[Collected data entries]
=== Begin Enclosure ===
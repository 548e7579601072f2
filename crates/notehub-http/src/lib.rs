//! HTTP implementation of [`NotesApi`] for the NoteHub REST API.
//!
//! ```text
//! GET    {base}/notes?page=1&perPage=12&search=...
//! POST   {base}/notes          {title, content, tag}
//! DELETE {base}/notes/{id}
//! ```
//!
//! Every request carries `Authorization: Bearer {token}`.

use std::time::Duration;

use notehub_core::{CreateNote, Error, Note, NoteQuery, NotesApi, NotesPage};
use reqwest::{Response, StatusCode, Url};
use serde::Deserialize;
use tracing::{debug, trace};

pub const DEFAULT_BASE_URL: &str = "https://notehub-public.goit.study/api";
pub const DEFAULT_TIMEOUT: Duration = Duration::from_secs(15);

/// List response, in either of the shapes the service has returned.
#[derive(Debug, Deserialize)]
#[serde(untagged)]
enum ListResponse {
    Paged {
        data: Vec<Note>,
        meta: ListMeta,
    },
    Flat {
        notes: Vec<Note>,
        #[serde(rename = "totalPages")]
        total_pages: u32,
    },
}

#[derive(Debug, Deserialize)]
#[serde(rename_all = "camelCase")]
struct ListMeta {
    total_pages: u32,
    #[serde(default)]
    current_page: Option<u32>,
    #[serde(default)]
    per_page: Option<u32>,
    #[serde(default)]
    total: Option<u64>,
}

impl From<ListResponse> for NotesPage {
    fn from(response: ListResponse) -> Self {
        match response {
            ListResponse::Paged { data, meta } => NotesPage {
                notes: data,
                total_pages: meta.total_pages,
                current_page: meta.current_page,
                per_page: meta.per_page,
                total: meta.total,
            },
            ListResponse::Flat { notes, total_pages } => NotesPage {
                notes,
                total_pages,
                current_page: None,
                per_page: None,
                total: None,
            },
        }
    }
}

#[derive(Debug, Deserialize)]
struct ErrorBody {
    message: String,
}

/// reqwest-backed NoteHub client.
pub struct HttpNotesApi {
    base_url: Url,
    token: Option<String>,
    client: reqwest::Client,
}

impl HttpNotesApi {
    /// A missing token is not an error here; every call will fail with
    /// `Error::Auth` instead.
    pub fn new(base_url: &str, token: Option<String>) -> Result<Self, Error> {
        Self::with_timeout(base_url, token, DEFAULT_TIMEOUT)
    }

    pub fn with_timeout(
        base_url: &str,
        token: Option<String>,
        timeout: Duration,
    ) -> Result<Self, Error> {
        let base_url = Url::parse(base_url.trim())
            .map_err(|e| Error::Validation(format!("invalid base url '{}': {}", base_url, e)))?;
        if base_url.cannot_be_a_base() {
            return Err(Error::Validation(format!(
                "base url '{}' cannot have a path",
                base_url
            )));
        }

        let client = reqwest::Client::builder()
            .timeout(timeout)
            .build()
            .map_err(|e| Error::Internal(format!("Failed to build HTTP client: {}", e)))?;

        let token = token
            .map(|t| t.trim().to_string())
            .filter(|t| !t.is_empty());

        Ok(Self {
            base_url,
            token,
            client,
        })
    }

    pub fn base_url(&self) -> &Url {
        &self.base_url
    }

    pub fn has_token(&self) -> bool {
        self.token.is_some()
    }

    fn token(&self) -> Result<&str, Error> {
        self.token
            .as_deref()
            .ok_or_else(|| Error::Auth("no API token configured".into()))
    }

    /// `{base}/notes` followed by `extra` path segments.
    fn notes_url(&self, extra: &[&str]) -> Result<Url, Error> {
        let mut url = self.base_url.clone();
        url.path_segments_mut()
            .map_err(|_| Error::Internal(format!("base url '{}' cannot have a path", self.base_url)))?
            .pop_if_empty()
            .push("notes")
            .extend(extra);
        Ok(url)
    }
}

fn transport_error(e: reqwest::Error) -> Error {
    if e.is_decode() {
        Error::Internal(format!("Failed to decode response: {}", e))
    } else {
        Error::Network(e.to_string())
    }
}

/// Map a non-success status to the error taxonomy, using the server's
/// message when the body carries one.
async fn check_status(response: Response) -> Result<Response, Error> {
    let status = response.status();
    if status.is_success() {
        return Ok(response);
    }

    let body = response.text().await.unwrap_or_default();
    let message = serde_json::from_str::<ErrorBody>(&body)
        .map(|b| b.message)
        .unwrap_or_else(|_| {
            if body.trim().is_empty() {
                status.to_string()
            } else {
                format!("{}: {}", status, body.trim())
            }
        });
    debug!(%status, %message, "request failed");

    Err(match status {
        StatusCode::UNAUTHORIZED | StatusCode::FORBIDDEN => Error::Auth(message),
        StatusCode::NOT_FOUND => Error::NotFound(message),
        s if s.is_client_error() => Error::Validation(message),
        _ => Error::Network(message),
    })
}

#[async_trait::async_trait(?Send)]
impl NotesApi for HttpNotesApi {
    async fn list_notes(&self, query: NoteQuery) -> Result<NotesPage, Error> {
        let token = self.token()?;
        let url = self.notes_url(&[])?;

        let mut params = vec![
            ("page", query.page.to_string()),
            ("perPage", query.per_page.to_string()),
        ];
        if !query.search.is_empty() {
            params.push(("search", query.search.clone()));
        }
        trace!(%url, ?params, "GET notes");

        let response = self
            .client
            .get(url)
            .query(&params)
            .bearer_auth(token)
            .send()
            .await
            .map_err(transport_error)?;

        let response = check_status(response).await?;
        let body: ListResponse = response.json().await.map_err(transport_error)?;
        Ok(body.into())
    }

    async fn create_note(&self, note: CreateNote) -> Result<Note, Error> {
        let token = self.token()?;
        let url = self.notes_url(&[])?;
        trace!(%url, title = %note.title, "POST note");

        let response = self
            .client
            .post(url)
            .json(&note)
            .bearer_auth(token)
            .send()
            .await
            .map_err(transport_error)?;

        let response = check_status(response).await?;
        response.json::<Note>().await.map_err(transport_error)
    }

    async fn delete_note(&self, id: &str) -> Result<(), Error> {
        let token = self.token()?;
        let url = self.notes_url(&[id])?;
        trace!(%url, "DELETE note");

        let response = self
            .client
            .delete(url)
            .bearer_auth(token)
            .send()
            .await
            .map_err(transport_error)?;

        check_status(response).await?;
        Ok(())
    }
}
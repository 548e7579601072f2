use chrono::{DateTime, Utc};
use serde::{Deserialize, Serialize};
use std::fmt;
use std::str::FromStr;

use crate::Error;

/// Namespace shared by every notes list cache key.
pub const NOTES_NAMESPACE: &str = "notes";

/// Notes per page when the caller does not ask for a specific size.
pub const DEFAULT_PER_PAGE: u32 = 12;

pub const TITLE_MIN_LEN: usize = 3;
pub const TITLE_MAX_LEN: usize = 50;
pub const CONTENT_MAX_LEN: usize = 500;

/// The fixed set of tags the API accepts.
#[derive(Debug, Clone, Copy, PartialEq, Eq, Hash, Serialize, Deserialize)]
pub enum Tag {
    Todo,
    Work,
    Personal,
    Meeting,
    Shopping,
}

impl Tag {
    pub const ALL: [Tag; 5] = [
        Tag::Todo,
        Tag::Work,
        Tag::Personal,
        Tag::Meeting,
        Tag::Shopping,
    ];

    pub fn as_str(&self) -> &'static str {
        match self {
            Tag::Todo => "Todo",
            Tag::Work => "Work",
            Tag::Personal => "Personal",
            Tag::Meeting => "Meeting",
            Tag::Shopping => "Shopping",
        }
    }
}

impl fmt::Display for Tag {
    fn fmt(&self, f: &mut fmt::Formatter<'_>) -> fmt::Result {
        f.write_str(self.as_str())
    }
}

impl FromStr for Tag {
    type Err = Error;

    fn from_str(s: &str) -> Result<Self, Self::Err> {
        let wanted = s.trim();
        Tag::ALL
            .into_iter()
            .find(|t| t.as_str().eq_ignore_ascii_case(wanted))
            .ok_or_else(|| {
                let allowed: Vec<&str> = Tag::ALL.iter().map(|t| t.as_str()).collect();
                Error::Validation(format!(
                    "unknown tag '{}' (expected one of {})",
                    wanted,
                    allowed.join(", ")
                ))
            })
    }
}

/// A note as returned by the server.
#[derive(Debug, Clone, PartialEq, Serialize, Deserialize)]
#[serde(rename_all = "camelCase")]
pub struct Note {
    #[serde(alias = "_id")]
    pub id: String,
    pub title: String,
    #[serde(default)]
    pub content: String,
    pub tag: Tag,
    #[serde(default, skip_serializing_if = "Option::is_none")]
    pub created_at: Option<DateTime<Utc>>,
    #[serde(default, skip_serializing_if = "Option::is_none")]
    pub updated_at: Option<DateTime<Utc>>,
}

/// Parameters for creating a new note.
#[derive(Debug, Clone, PartialEq, Serialize)]
pub struct CreateNote {
    pub title: String,
    pub content: String,
    pub tag: Tag,
}

impl CreateNote {
    /// Check the payload against the limits the server enforces.
    pub fn validate(&self) -> Result<(), Error> {
        let title_len = self.title.trim().chars().count();
        if title_len < TITLE_MIN_LEN {
            return Err(Error::Validation(format!(
                "title must be at least {} characters",
                TITLE_MIN_LEN
            )));
        }
        if title_len > TITLE_MAX_LEN {
            return Err(Error::Validation(format!(
                "title must be at most {} characters",
                TITLE_MAX_LEN
            )));
        }
        if self.content.chars().count() > CONTENT_MAX_LEN {
            return Err(Error::Validation(format!(
                "content must be at most {} characters",
                CONTENT_MAX_LEN
            )));
        }
        Ok(())
    }
}

/// One page of the notes list.
#[derive(Debug, Clone, PartialEq)]
pub struct NotesPage {
    pub notes: Vec<Note>,
    pub total_pages: u32,
    /// Only present when the server reports it.
    pub current_page: Option<u32>,
    pub per_page: Option<u32>,
    pub total: Option<u64>,
}

/// Query parameters for listing notes.
#[derive(Debug, Clone, PartialEq, Eq)]
pub struct NoteQuery {
    pub page: u32,
    pub per_page: u32,
    pub search: String,
}

impl Default for NoteQuery {
    fn default() -> Self {
        Self {
            page: 1,
            per_page: DEFAULT_PER_PAGE,
            search: String::new(),
        }
    }
}

/// Cache identity of a notes list query.
///
/// Two keys are the same logical query only when page and search are
/// exactly equal.
#[derive(Debug, Clone, PartialEq, Eq, Hash)]
pub struct PageKey {
    page: u32,
    search: String,
}

impl PageKey {
    /// Pages below 1 are clamped to 1.
    pub fn new(page: u32, search: impl Into<String>) -> Self {
        Self {
            page: page.max(1),
            search: search.into(),
        }
    }

    pub fn page(&self) -> u32 {
        self.page
    }

    pub fn search(&self) -> &str {
        &self.search
    }

    pub fn namespace(&self) -> &'static str {
        NOTES_NAMESPACE
    }

    /// Whether this key lives under `prefix`. An empty prefix matches all.
    pub fn matches_prefix(&self, prefix: &str) -> bool {
        prefix.is_empty() || prefix == self.namespace()
    }

    pub fn to_query(&self, per_page: u32) -> NoteQuery {
        NoteQuery {
            page: self.page,
            per_page,
            search: self.search.clone(),
        }
    }
}

impl fmt::Display for PageKey {
    fn fmt(&self, f: &mut fmt::Formatter<'_>) -> fmt::Result {
        write!(f, "{}/{}/{:?}", self.namespace(), self.page, self.search)
    }
}
//! Query cache for notes list pages.
//!
//! Results are cached per [`PageKey`] for a freshness window. Concurrent
//! queries for the same key share one fetch. Invalidation marks entries
//! stale so the next query refetches.
//!
//! Everything lives on one thread: state is shared through `Rc<RefCell<_>>`
//! and borrows are never held across an `.await`.

use std::cell::RefCell;
use std::collections::HashMap;
use std::rc::Rc;
use std::time::Duration;

use futures_util::future::{FutureExt, LocalBoxFuture, Shared};
use tokio::time::Instant;
use tracing::{debug, trace};

use crate::retry::RetryPolicy;
use crate::{Error, NoteService, NotesApi, NotesPage, PageKey, DEFAULT_PER_PAGE};

/// How long a fetched page is served without refetching.
pub const DEFAULT_STALE_TIME: Duration = Duration::from_secs(5 * 60);

#[derive(Debug, Clone, Copy)]
pub struct QueryOptions {
    pub stale_time: Duration,
    pub per_page: u32,
    pub retry: RetryPolicy,
}

impl Default for QueryOptions {
    fn default() -> Self {
        Self {
            stale_time: DEFAULT_STALE_TIME,
            per_page: DEFAULT_PER_PAGE,
            retry: RetryPolicy::default(),
        }
    }
}

type SharedFetch = Shared<LocalBoxFuture<'static, Result<NotesPage, Error>>>;

struct CacheEntry {
    page: NotesPage,
    expires_at: Instant,
    invalidated: bool,
}

impl CacheEntry {
    fn is_fresh(&self, now: Instant) -> bool {
        !self.invalidated && now < self.expires_at
    }
}

struct InFlight {
    id: u64,
    fetch: SharedFetch,
}

#[derive(Default)]
struct CacheState {
    entries: HashMap<PageKey, CacheEntry>,
    in_flight: HashMap<PageKey, InFlight>,
    /// Bumped by every invalidation.
    generation: u64,
    next_fetch_id: u64,
}

/// Caching, de-duplicating front of [`NoteService::list_notes`].
pub struct QueryClient<A: NotesApi + 'static> {
    service: Rc<NoteService<A>>,
    options: QueryOptions,
    state: Rc<RefCell<CacheState>>,
}

impl<A: NotesApi + 'static> Clone for QueryClient<A> {
    fn clone(&self) -> Self {
        Self {
            service: Rc::clone(&self.service),
            options: self.options,
            state: Rc::clone(&self.state),
        }
    }
}

impl<A: NotesApi + 'static> QueryClient<A> {
    pub fn new(service: NoteService<A>) -> Self {
        Self::with_options(service, QueryOptions::default())
    }

    pub fn with_options(service: NoteService<A>, options: QueryOptions) -> Self {
        Self {
            service: Rc::new(service),
            options,
            state: Rc::new(RefCell::new(CacheState::default())),
        }
    }

    pub fn service(&self) -> &NoteService<A> {
        &self.service
    }

    pub fn options(&self) -> &QueryOptions {
        &self.options
    }

    /// Return the page for `key`, from cache when fresh, otherwise by
    /// fetching (or joining a fetch already in flight for the same key).
    pub async fn query(&self, key: &PageKey) -> Result<NotesPage, Error> {
        self.evict_expired();
        if let Some(page) = self.fresh(key) {
            trace!(%key, "cache hit");
            return Ok(page);
        }
        let fetch = self.join_or_start(key);
        fetch.await
    }

    /// Cached data for `key` regardless of freshness. Never fetches.
    pub fn peek(&self, key: &PageKey) -> Option<NotesPage> {
        self.state
            .borrow()
            .entries
            .get(key)
            .map(|entry| entry.page.clone())
    }

    /// Whether `key` has cached data that a query would return as-is.
    pub fn is_fresh(&self, key: &PageKey) -> bool {
        self.fresh(key).is_some()
    }

    pub fn is_fetching(&self, key: &PageKey) -> bool {
        self.state.borrow().in_flight.contains_key(key)
    }

    /// Mark every entry under `prefix` stale. Fetches in flight for those
    /// keys are detached: their results are stored as stale and later
    /// queries start over. Returns the number of cached entries marked.
    pub fn invalidate(&self, prefix: &str) -> usize {
        let mut state = self.state.borrow_mut();
        state.generation += 1;

        let mut marked = 0;
        for (_, entry) in state
            .entries
            .iter_mut()
            .filter(|(key, _)| key.matches_prefix(prefix))
        {
            entry.invalidated = true;
            marked += 1;
        }
        state.in_flight.retain(|key, _| !key.matches_prefix(prefix));

        debug!(%prefix, marked, "invalidated cache entries");
        marked
    }

    /// Drop entries whose freshness window has passed.
    pub fn evict_expired(&self) {
        let now = Instant::now();
        self.state
            .borrow_mut()
            .entries
            .retain(|_, entry| now < entry.expires_at);
    }

    fn fresh(&self, key: &PageKey) -> Option<NotesPage> {
        let now = Instant::now();
        self.state
            .borrow()
            .entries
            .get(key)
            .filter(|entry| entry.is_fresh(now))
            .map(|entry| entry.page.clone())
    }

    fn join_or_start(&self, key: &PageKey) -> SharedFetch {
        let mut state = self.state.borrow_mut();
        if let Some(in_flight) = state.in_flight.get(key) {
            trace!(%key, "joining fetch in flight");
            return in_flight.fetch.clone();
        }

        state.next_fetch_id += 1;
        let id = state.next_fetch_id;
        let generation = state.generation;

        let service = Rc::clone(&self.service);
        let cache = Rc::clone(&self.state);
        let retry = self.options.retry;
        let stale_time = self.options.stale_time;
        let query = key.to_query(self.options.per_page);
        let key_owned = key.clone();

        debug!(%key, id, "fetching notes page");
        let fetch = async move {
            let label = key_owned.to_string();
            let result = retry
                .run(&label, || service.list_notes(query.clone()))
                .await;

            let mut state = cache.borrow_mut();
            if state.in_flight.get(&key_owned).map(|f| f.id) == Some(id) {
                state.in_flight.remove(&key_owned);
            }
            if let Ok(page) = &result {
                let invalidated = generation != state.generation;
                if invalidated {
                    debug!(key = %key_owned, id, "storing result of detached fetch as stale");
                }
                state.entries.insert(
                    key_owned,
                    CacheEntry {
                        page: page.clone(),
                        expires_at: Instant::now() + stale_time,
                        invalidated,
                    },
                );
            }
            result
        }
        .boxed_local()
        .shared();

        state.in_flight.insert(
            key.clone(),
            InFlight {
                id,
                fetch: fetch.clone(),
            },
        );
        fetch
    }
}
=== End Enclosure ===
ASSIGNMENT
What is needed is a word-for-word copy of the records above, from the first line through the line that contains "Every request carries".

REPLY TO THE TASK
repository 548e7579601072f2
filename crates/notehub-http/src/lib.rs
//! HTTP implementation of [`NotesApi`] for the NoteHub REST API.
//!
//! ```text
//! GET    {base}/notes?page=1&perPage=12&search=...
//! POST   {base}/notes          {title, content, tag}
//! DELETE {base}/notes/{id}
//! ```
//!
//! Every request carries `Authorization: Bearer {token}`.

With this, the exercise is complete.